■ EXERCISE GOAL
In the listing below, locate the lines bearing the word "recent". Copy every one of them.

===== DATA EXCERPTS =====

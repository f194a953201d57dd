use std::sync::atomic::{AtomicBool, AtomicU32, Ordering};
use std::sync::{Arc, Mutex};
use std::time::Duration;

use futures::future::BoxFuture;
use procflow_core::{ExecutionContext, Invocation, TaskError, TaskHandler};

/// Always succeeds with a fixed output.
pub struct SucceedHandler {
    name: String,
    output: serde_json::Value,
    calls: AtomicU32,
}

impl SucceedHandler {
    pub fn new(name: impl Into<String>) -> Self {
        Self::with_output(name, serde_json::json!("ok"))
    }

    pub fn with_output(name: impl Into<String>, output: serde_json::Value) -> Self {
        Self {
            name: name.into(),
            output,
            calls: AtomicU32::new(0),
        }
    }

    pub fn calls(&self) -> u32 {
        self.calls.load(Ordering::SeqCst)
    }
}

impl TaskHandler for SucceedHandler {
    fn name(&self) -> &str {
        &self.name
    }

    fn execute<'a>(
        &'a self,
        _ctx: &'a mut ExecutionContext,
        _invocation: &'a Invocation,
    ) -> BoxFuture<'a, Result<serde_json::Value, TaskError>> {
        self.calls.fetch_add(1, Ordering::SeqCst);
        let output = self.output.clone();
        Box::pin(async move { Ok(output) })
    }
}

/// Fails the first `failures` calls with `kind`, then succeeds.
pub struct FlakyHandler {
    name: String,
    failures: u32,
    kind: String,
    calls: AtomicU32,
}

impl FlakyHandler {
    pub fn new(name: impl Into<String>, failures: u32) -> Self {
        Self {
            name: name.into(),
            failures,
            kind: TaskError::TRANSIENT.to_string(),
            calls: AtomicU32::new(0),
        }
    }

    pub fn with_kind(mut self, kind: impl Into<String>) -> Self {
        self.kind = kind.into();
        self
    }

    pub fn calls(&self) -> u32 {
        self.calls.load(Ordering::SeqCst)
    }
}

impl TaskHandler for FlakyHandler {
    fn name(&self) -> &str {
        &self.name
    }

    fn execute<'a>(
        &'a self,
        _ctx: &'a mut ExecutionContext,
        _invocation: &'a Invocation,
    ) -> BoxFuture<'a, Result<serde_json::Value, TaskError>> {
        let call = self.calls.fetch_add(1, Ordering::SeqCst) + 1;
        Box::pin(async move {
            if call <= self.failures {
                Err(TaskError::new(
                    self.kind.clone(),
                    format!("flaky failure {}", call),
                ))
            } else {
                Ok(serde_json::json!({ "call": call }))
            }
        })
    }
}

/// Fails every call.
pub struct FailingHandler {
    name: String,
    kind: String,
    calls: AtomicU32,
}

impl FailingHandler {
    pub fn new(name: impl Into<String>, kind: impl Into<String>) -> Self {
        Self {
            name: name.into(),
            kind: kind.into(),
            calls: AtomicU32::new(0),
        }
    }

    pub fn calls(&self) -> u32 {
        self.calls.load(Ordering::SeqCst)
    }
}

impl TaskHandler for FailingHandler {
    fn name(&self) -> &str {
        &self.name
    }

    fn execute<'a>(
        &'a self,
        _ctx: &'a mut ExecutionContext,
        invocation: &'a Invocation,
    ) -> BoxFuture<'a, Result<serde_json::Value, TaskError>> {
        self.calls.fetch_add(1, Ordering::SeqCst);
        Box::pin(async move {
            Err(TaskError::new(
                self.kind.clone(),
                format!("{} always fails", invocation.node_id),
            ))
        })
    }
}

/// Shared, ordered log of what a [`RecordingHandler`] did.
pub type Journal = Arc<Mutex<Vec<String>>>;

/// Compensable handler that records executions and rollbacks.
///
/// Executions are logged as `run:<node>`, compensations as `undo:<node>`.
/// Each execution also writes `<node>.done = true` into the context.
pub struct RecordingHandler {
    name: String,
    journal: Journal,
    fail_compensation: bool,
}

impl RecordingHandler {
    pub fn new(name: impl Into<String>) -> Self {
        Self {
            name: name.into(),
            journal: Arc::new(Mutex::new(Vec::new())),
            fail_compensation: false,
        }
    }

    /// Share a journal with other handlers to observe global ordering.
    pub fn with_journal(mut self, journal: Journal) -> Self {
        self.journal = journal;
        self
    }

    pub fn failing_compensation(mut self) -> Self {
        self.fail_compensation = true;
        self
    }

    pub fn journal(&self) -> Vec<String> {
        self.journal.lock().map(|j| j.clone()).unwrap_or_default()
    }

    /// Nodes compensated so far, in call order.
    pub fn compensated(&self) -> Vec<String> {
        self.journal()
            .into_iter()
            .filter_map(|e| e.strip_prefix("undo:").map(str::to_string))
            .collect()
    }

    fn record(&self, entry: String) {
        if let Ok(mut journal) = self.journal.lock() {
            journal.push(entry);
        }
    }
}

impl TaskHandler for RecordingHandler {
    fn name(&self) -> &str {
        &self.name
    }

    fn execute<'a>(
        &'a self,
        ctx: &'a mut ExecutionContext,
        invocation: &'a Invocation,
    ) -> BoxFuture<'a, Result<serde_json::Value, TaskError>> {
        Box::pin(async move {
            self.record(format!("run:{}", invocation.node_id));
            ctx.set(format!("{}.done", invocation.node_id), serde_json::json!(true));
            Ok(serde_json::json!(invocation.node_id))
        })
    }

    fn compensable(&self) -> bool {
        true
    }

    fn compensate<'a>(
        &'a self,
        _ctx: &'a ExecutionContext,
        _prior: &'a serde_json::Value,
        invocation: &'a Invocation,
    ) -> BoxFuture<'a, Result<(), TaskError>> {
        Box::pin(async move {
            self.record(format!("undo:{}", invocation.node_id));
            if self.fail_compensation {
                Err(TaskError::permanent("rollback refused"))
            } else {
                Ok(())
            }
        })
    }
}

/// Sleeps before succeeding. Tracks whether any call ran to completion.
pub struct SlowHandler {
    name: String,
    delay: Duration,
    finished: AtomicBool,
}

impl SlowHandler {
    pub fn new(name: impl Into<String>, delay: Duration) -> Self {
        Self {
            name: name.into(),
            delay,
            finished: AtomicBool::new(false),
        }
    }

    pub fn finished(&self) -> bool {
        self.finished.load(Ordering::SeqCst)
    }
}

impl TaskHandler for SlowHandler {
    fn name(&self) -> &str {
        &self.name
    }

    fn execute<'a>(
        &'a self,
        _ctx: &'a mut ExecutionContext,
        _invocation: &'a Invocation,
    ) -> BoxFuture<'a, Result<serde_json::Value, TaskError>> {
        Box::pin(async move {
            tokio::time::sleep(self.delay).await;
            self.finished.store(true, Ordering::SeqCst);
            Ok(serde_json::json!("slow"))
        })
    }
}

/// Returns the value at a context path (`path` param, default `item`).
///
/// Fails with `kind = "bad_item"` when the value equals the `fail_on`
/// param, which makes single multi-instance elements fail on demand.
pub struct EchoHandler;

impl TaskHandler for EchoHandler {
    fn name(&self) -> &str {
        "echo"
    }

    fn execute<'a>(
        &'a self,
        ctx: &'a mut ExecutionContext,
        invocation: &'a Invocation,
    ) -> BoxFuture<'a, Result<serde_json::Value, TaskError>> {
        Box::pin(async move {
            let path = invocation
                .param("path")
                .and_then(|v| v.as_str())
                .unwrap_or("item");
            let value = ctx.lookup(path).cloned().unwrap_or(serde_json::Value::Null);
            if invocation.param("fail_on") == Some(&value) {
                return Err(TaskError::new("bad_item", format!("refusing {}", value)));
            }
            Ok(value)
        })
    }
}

=====
===== DATA EXCERPTS =====

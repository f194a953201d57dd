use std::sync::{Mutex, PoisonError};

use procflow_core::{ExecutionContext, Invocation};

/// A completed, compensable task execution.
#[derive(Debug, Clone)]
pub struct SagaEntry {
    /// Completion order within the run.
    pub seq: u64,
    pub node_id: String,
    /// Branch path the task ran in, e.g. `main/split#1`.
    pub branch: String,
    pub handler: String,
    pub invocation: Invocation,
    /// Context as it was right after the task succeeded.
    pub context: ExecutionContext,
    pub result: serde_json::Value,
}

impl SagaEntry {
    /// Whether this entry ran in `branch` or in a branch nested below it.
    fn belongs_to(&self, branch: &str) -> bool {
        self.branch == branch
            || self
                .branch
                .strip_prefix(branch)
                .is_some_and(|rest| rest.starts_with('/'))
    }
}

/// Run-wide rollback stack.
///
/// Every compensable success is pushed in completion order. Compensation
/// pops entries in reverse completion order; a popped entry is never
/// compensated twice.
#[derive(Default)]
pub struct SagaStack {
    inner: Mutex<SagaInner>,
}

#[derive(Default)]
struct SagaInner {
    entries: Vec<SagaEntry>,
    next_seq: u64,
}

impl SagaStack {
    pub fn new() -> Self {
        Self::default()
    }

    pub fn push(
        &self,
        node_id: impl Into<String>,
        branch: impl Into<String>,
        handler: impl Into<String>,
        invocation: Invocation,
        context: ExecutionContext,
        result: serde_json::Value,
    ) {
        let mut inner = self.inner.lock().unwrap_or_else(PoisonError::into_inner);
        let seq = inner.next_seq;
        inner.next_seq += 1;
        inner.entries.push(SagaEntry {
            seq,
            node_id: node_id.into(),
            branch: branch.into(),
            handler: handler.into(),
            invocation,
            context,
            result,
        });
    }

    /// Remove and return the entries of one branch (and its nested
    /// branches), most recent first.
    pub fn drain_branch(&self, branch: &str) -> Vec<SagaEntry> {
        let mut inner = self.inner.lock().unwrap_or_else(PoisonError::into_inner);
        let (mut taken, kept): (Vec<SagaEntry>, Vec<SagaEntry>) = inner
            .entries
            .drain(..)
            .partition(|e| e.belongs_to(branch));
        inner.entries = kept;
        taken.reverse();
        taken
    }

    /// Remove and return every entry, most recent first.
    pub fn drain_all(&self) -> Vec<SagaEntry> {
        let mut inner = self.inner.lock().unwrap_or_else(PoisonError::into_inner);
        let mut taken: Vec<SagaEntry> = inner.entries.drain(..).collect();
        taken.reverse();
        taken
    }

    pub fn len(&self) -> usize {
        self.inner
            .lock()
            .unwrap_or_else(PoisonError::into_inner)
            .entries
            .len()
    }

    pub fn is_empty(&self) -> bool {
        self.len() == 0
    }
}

=====

■ RESULT OF THE EXERCISE
    /// branches), most recent first.
    /// Remove and return every entry, most recent first.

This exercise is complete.